Cars are more expensive than ever before. And the dream of buying a brand-new one is seeming like more and more of a luxury purchase to most Americans.

We’re not talking about Teslas, Porsches, or Mercedes. We’re talking about your basic everyday new car: the Fords, Chevys, and Hondas of the car market.

The average price for a new car has hovered around $47,000 since December. But thanks to the Fed’s rising interest rates, car payments are now more expensive than ever before. The average new car payment is now $712 in the U.S.

That’s a lot. And that doesn’t even include insurance, maintenance, or fuel costs.

In fact, that’s getting uncomfortably close to mortgage payment levels, which averaged $1,100 a month in the most recent Census American housing survey.

And as far as that $47,000 price tag is concerned…. The average American is putting anywhere between $10,000 and $15,000 down on a house right now and $6,000 down on a new car.

The numbers here are just too close. And those looking to alleviate the strain by buying a used car are in for some big trouble.

As of May, used car prices had risen 16.1% over the last year as well. Meanwhile, the Bureau of Labor Statistics only clocked new cars at a 12.6% increase – which many market experts disagree with. They’re saying it’s a whole lot higher.

Take a look at this chart that shows the number of weeks of median income it takes an average American to buy a new car:

In one year, the cost of a new car has gone from just under 35 weeks of income to 41.3 weeks.

The average American brings in a little over $1,100 per week. So that’s an increase of over $7,000 per new car, or an 18% increase in price in just about a year according to one source.

At this rate, a new car will be on pace to rival our mortgage payment in another year.

Prices Can’t Stay Up Forever

The good news is that auto prices have to come down at some point.

In fact, the sky-high auto prices may end sooner than we might expect.

Semiconductor shortages at the beginning of the pandemic spurred the rapid increase in new and used car prices.

Carmakers slashed their orders for chips, expecting little demand for new cars amid a global pandemic.

Meanwhile, demand for laptops, iPads, smartphones, and other electronic devices surged as schools and work went online. So semiconductor makers took on orders from electronics makers.

Yet not long after the world began reopening, demand for cars surged back up with a vengeance. Carmakers were scrambling, as semiconductor foundries now didn’t have room for any extra production.

The war in Ukraine also disrupted the supply of neon, which is required for making many semiconductors.

The additional strain on supply chains meant the needed chips for cars were nowhere to be found. Given that luxury and high-tech cars can use 100 or more microprocessors, this was a big problem. Even regular cars can use two or three dozen of these semiconductor-heavy parts.

But the global shortage of semiconductors will come to an end.

High inflation and a potential recession are already dissuading consumers from spending on discretionary items like new phones, computers, and tablets that boomed during the pandemic. Computer shipments are already down 7% and are on track to be down 8.2% from last year.

The crypto downturn and massive changes in crypto mining recently have also put a damper on demand for chips from those areas. All of this will return electronics semiconductor demand to more normal levels and free up more chips for cars.

Meanwhile, chipmakers have been scaling up production for desperate automakers, and supply chains are returning more to normal.

Last month, Mercedes Benz and BMW reported they were receiving sufficient high-tech components for their full production capacity. Volkswagen likewise shared that it is now getting “steady supplies.”

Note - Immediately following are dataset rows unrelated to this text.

//! # Proof System Trait (Sealed)
//!
//! The contract never generates proofs. It receives a proof together with
//! the verification key the prover used, checks that key's fingerprint
//! against the registry, and asks the backend whether the proof holds for
//! the claimed statement.
//!
//! ## Sealed Trait
//!
//! `ProofSystem` can only be implemented inside `zkt-zkp`. A backend whose
//! `verify` always answers `true` cannot be injected from outside.

use serde::{de::DeserializeOwned, Serialize};
use thiserror::Error;

use zkt_core::VkFingerprint;

/// Error during proof generation.
#[derive(Error, Debug)]
pub enum ProofError {
    /// The statement could not be encoded.
    #[error("invalid statement: {0}")]
    InvalidInputs(String),
    /// Proof generation failed internally.
    #[error("proof generation failed: {0}")]
    GenerationFailed(String),
}

/// Error during proof verification.
#[derive(Error, Debug)]
pub enum VerifyError {
    /// The proof is structurally malformed.
    #[error("malformed proof: {0}")]
    MalformedProof(String),
    /// The statement could not be encoded.
    #[error("invalid statement: {0}")]
    InvalidStatement(String),
}

mod private {
    pub trait Sealed {}
}

/// Interface of a proof backend.
///
/// `verify` returns `Ok(false)` for a well-formed proof that does not hold
/// and `Err` only when the proof or statement cannot even be checked.
pub trait ProofSystem: private::Sealed + Send + Sync {
    /// The proof artifact.
    type Proof: Serialize + DeserializeOwned + Clone + std::fmt::Debug;
    /// The key a verifier checks proofs with. Its fingerprint is what the
    /// registry stores.
    type VerifyingKey: Clone + std::fmt::Debug;
    /// The key a prover generates proofs with.
    type ProvingKey;

    /// Prove `statement`.
    fn prove<S: Serialize>(
        &self,
        pk: &Self::ProvingKey,
        statement: &S,
    ) -> Result<Self::Proof, ProofError>;

    /// Check `proof` against `statement` under `vk`.
    fn verify<S: Serialize>(
        &self,
        vk: &Self::VerifyingKey,
        proof: &Self::Proof,
        statement: &S,
    ) -> Result<bool, VerifyError>;

    /// Commitment identifying `vk`.
    fn fingerprint(&self, vk: &Self::VerifyingKey) -> VkFingerprint;
}

impl private::Sealed for crate::mock::MockProofSystem {}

While it will take time for this to reach all corners of the automotive industry, it’s great to see the tides finally – if slowly – beginning to shift.

Where We’re Headed

For now, we should aim to keep our current vehicles if at all possible instead of buying a new car. That’s because, in the coming months, we should expect to see car prices begin to trickle down.

More supply will come to the market and slowly fill out carmakers’ backlog, enabling more people to get that new Ford or Tesla.

In fact, it’s possible that we will see an oversupply hit the market in a year or so. Consumers have little interest in purchasing new vehicles at these elevated prices and high-interest rates if they don’t have to. So while supply and demand find their new equilibrium, we could briefly see a supply glut. If so, that should force prices for new and used autos back down to reasonable levels.

Again, this won’t happen overnight. But if any of us are looking at our current car and wincing, then please keep hanging on.

Soon enough, the car industry will return to something more normal, enabling us to get a new vehicle… without taking out the equivalent of a second mortgage.